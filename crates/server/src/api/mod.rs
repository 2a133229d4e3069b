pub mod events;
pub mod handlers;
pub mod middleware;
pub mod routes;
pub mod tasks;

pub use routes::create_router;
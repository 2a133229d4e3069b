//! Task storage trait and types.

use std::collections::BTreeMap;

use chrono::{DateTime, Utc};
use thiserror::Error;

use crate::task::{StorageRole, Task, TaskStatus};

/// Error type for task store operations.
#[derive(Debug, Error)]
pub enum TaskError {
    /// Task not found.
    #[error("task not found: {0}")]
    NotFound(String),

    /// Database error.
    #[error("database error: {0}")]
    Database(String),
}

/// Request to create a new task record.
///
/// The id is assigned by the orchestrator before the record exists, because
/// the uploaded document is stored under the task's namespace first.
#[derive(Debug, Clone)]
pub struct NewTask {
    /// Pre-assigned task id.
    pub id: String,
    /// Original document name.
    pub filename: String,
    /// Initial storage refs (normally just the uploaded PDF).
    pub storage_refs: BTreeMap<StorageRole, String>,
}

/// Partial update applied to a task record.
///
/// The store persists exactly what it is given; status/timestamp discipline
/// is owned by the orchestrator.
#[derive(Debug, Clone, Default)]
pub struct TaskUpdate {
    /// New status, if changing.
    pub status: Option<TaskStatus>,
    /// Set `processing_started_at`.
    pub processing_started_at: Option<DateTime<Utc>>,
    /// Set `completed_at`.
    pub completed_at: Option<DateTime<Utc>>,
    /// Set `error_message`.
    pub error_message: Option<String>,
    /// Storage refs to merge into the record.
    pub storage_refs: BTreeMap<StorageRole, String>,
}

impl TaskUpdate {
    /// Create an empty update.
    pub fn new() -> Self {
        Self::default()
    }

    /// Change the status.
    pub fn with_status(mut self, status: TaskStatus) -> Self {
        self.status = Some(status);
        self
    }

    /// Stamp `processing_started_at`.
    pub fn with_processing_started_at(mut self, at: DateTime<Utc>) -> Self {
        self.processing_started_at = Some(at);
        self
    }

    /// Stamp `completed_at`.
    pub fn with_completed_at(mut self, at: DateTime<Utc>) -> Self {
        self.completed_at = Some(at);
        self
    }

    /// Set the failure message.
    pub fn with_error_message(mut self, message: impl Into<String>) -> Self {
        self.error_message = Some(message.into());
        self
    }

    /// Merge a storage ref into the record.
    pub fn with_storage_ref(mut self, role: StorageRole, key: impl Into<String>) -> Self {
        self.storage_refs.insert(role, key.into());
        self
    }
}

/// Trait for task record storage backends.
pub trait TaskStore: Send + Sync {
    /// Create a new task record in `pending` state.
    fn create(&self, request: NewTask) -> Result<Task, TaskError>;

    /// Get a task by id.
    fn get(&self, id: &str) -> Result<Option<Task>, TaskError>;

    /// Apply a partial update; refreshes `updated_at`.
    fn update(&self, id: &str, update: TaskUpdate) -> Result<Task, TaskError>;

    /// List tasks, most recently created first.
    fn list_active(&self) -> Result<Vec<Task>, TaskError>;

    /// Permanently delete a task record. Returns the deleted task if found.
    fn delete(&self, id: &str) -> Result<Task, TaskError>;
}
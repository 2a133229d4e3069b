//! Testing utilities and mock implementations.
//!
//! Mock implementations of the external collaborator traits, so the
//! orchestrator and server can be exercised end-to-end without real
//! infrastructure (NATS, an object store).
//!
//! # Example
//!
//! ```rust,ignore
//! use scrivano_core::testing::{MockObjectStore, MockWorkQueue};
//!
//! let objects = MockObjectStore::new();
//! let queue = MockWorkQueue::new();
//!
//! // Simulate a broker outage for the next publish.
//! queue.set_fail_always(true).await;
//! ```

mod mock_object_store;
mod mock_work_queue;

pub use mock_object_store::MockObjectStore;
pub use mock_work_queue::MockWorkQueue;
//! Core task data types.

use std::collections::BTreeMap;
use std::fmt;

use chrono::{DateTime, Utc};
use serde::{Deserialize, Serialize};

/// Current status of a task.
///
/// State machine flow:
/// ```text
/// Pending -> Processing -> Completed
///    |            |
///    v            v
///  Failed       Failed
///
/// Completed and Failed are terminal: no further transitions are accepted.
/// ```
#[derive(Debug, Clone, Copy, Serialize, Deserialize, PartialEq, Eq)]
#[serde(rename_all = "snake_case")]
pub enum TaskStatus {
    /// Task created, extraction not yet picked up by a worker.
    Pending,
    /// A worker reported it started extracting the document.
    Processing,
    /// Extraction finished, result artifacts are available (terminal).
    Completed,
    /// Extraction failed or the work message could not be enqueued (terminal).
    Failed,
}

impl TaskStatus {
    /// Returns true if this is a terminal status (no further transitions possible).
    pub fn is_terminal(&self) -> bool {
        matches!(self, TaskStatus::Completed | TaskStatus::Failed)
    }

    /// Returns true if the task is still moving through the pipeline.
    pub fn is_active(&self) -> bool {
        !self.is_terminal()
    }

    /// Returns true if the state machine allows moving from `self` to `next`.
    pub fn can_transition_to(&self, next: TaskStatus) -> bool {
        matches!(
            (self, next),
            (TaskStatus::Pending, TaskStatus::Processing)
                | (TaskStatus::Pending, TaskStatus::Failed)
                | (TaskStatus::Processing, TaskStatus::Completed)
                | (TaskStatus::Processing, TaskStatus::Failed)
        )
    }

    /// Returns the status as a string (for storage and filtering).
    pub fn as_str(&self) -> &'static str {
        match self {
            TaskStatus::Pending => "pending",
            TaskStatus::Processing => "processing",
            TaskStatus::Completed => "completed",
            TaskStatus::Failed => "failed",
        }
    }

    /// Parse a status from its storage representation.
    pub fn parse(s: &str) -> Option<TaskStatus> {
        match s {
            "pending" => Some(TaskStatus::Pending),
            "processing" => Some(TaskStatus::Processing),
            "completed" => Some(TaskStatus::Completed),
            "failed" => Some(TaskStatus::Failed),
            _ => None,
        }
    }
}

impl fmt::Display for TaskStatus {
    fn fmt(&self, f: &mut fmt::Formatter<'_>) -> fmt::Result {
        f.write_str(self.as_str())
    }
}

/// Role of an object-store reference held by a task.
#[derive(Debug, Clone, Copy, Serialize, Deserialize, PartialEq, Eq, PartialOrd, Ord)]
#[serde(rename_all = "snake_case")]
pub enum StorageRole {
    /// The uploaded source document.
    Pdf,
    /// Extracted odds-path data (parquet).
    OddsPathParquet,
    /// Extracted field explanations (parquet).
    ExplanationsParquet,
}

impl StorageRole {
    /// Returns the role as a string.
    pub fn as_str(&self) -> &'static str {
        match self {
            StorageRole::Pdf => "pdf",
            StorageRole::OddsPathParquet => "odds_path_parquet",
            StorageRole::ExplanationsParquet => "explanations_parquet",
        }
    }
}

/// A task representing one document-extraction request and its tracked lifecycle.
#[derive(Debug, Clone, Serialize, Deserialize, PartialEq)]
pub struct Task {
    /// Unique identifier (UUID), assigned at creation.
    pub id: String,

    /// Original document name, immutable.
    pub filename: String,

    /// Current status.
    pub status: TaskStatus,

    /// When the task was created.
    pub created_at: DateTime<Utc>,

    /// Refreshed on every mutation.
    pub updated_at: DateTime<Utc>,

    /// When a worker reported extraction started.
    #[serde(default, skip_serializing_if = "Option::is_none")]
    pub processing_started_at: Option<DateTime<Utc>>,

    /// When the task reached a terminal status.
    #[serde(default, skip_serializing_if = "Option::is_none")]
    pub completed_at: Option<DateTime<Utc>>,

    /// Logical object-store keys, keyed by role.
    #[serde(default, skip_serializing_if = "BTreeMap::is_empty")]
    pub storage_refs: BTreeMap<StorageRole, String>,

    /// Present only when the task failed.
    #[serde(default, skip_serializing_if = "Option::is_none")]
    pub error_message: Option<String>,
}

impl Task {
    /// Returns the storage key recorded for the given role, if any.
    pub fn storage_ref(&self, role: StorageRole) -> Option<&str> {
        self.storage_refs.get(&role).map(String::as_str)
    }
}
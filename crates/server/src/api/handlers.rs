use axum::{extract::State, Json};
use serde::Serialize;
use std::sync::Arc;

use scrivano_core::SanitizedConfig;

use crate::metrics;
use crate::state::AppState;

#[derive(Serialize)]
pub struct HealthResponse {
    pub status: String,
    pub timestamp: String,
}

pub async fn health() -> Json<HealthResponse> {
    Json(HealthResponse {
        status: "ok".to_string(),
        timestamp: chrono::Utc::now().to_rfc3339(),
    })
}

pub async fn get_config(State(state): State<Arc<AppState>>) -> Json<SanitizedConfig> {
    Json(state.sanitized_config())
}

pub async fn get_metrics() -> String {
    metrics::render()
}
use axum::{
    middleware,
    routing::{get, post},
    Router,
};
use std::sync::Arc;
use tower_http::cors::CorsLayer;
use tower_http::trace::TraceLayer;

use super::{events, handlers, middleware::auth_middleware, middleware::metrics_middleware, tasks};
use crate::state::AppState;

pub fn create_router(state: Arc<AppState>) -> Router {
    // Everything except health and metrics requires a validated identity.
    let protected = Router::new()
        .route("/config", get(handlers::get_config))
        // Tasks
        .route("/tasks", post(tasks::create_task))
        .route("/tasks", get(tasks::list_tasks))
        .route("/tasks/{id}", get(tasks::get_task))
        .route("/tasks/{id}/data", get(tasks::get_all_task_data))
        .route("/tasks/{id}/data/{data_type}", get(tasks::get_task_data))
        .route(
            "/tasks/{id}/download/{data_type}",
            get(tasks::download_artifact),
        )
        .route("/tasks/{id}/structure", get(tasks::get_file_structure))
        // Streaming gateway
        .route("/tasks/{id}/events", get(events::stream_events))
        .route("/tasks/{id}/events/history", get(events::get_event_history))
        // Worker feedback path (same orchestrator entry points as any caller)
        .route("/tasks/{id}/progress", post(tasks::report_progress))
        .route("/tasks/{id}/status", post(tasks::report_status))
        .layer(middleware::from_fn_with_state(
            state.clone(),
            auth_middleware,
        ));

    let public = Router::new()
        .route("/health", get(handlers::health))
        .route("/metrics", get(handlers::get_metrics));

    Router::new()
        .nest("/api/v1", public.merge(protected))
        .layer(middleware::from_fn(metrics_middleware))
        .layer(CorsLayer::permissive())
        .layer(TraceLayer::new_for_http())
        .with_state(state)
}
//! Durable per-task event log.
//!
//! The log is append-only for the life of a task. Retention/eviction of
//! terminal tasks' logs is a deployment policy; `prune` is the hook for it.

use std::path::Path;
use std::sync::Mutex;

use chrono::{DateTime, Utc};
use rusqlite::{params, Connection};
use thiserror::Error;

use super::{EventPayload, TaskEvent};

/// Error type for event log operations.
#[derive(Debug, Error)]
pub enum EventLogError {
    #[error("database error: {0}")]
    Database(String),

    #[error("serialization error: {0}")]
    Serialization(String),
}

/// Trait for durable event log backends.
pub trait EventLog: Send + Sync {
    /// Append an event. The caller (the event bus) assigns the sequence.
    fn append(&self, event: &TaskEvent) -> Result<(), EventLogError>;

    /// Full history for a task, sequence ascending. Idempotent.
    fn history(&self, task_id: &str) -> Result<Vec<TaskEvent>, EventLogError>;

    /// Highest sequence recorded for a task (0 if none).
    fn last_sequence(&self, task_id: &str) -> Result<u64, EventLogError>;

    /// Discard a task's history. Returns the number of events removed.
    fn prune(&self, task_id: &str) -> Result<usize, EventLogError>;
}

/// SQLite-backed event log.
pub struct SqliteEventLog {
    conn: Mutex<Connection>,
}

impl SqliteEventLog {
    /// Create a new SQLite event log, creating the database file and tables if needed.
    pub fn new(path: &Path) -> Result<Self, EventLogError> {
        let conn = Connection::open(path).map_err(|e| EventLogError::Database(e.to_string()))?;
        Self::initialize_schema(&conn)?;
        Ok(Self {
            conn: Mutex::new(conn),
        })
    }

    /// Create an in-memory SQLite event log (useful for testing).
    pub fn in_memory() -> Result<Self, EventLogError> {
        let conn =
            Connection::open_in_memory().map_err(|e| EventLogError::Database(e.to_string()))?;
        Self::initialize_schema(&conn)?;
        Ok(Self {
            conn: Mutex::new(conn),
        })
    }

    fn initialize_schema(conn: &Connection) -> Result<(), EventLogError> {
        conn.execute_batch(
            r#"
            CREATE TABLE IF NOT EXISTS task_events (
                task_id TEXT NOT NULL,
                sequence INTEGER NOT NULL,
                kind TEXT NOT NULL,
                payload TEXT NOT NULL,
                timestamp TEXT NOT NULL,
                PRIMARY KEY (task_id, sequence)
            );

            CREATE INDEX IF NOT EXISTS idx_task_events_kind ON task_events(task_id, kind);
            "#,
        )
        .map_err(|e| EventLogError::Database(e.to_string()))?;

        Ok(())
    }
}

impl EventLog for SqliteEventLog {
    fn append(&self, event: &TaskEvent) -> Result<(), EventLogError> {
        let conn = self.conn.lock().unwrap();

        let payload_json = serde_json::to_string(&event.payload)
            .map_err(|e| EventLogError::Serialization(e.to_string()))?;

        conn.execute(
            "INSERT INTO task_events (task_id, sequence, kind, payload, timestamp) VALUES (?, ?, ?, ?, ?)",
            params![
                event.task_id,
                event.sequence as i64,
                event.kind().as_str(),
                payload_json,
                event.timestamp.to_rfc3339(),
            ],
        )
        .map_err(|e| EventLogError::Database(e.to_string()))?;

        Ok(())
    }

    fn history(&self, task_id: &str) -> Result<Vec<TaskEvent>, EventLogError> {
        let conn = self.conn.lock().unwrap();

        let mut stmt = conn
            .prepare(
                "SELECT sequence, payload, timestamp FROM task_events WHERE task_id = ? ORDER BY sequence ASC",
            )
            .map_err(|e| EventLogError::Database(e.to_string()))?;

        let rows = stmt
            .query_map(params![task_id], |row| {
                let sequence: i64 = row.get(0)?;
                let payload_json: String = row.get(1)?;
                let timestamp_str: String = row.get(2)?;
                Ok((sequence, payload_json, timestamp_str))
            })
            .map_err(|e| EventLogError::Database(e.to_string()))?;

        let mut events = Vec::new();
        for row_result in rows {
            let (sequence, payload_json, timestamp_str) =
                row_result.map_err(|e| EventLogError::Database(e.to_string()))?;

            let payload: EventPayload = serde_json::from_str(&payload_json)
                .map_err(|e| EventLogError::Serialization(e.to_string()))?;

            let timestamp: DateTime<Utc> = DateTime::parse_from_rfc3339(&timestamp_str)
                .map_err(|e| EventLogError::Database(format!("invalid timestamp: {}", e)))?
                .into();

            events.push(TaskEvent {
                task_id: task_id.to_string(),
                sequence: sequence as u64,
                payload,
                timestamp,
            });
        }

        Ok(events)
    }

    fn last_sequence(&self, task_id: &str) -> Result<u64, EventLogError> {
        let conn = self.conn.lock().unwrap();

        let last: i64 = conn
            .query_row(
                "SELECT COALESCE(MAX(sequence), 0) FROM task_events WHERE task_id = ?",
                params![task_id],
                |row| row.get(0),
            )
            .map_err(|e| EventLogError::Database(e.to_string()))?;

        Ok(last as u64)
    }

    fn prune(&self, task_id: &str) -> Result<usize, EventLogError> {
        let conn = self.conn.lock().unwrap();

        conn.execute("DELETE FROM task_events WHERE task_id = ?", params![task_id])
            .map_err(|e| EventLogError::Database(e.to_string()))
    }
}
========
PROBLEM DESCRIPTION:
Please write out exactly the lines from the start of the data through the line that contains "pub fn with_processing_started_at(mut", both ends included, and nothing else.

SOLUTION:
filename crates/server/src/api/mod.rs
repository 2a133229d4e3069b
pub mod events;
pub mod handlers;
pub mod middleware;
pub mod routes;
pub mod tasks;

pub use routes::create_router;
repository 2a133229d4e3069b
//! Task storage trait and types.

use std::collections::BTreeMap;

use chrono::{DateTime, Utc};
use thiserror::Error;

use crate::task::{StorageRole, Task, TaskStatus};

/// Error type for task store operations.
#[derive(Debug, Error)]
pub enum TaskError {
    /// Task not found.
    #[error("task not found: {0}")]
    NotFound(String),

    /// Database error.
    #[error("database error: {0}")]
    Database(String),
}

/// Request to create a new task record.
///
/// The id is assigned by the orchestrator before the record exists, because
/// the uploaded document is stored under the task's namespace first.
#[derive(Debug, Clone)]
pub struct NewTask {
    /// Pre-assigned task id.
    pub id: String,
    /// Original document name.
    pub filename: String,
    /// Initial storage refs (normally just the uploaded PDF).
    pub storage_refs: BTreeMap<StorageRole, String>,
}

/// Partial update applied to a task record.
///
/// The store persists exactly what it is given; status/timestamp discipline
/// is owned by the orchestrator.
#[derive(Debug, Clone, Default)]
pub struct TaskUpdate {
    /// New status, if changing.
    pub status: Option<TaskStatus>,
    /// Set `processing_started_at`.
    pub processing_started_at: Option<DateTime<Utc>>,
    /// Set `completed_at`.
    pub completed_at: Option<DateTime<Utc>>,
    /// Set `error_message`.
    pub error_message: Option<String>,
    /// Storage refs to merge into the record.
    pub storage_refs: BTreeMap<StorageRole, String>,
}

impl TaskUpdate {
    /// Create an empty update.
    pub fn new() -> Self {
        Self::default()
    }

    /// Change the status.
    pub fn with_status(mut self, status: TaskStatus) -> Self {
        self.status = Some(status);
        self
    }

    /// Stamp `processing_started_at`.
    pub fn with_processing_started_at(mut self, at: DateTime<Utc>) -> Self {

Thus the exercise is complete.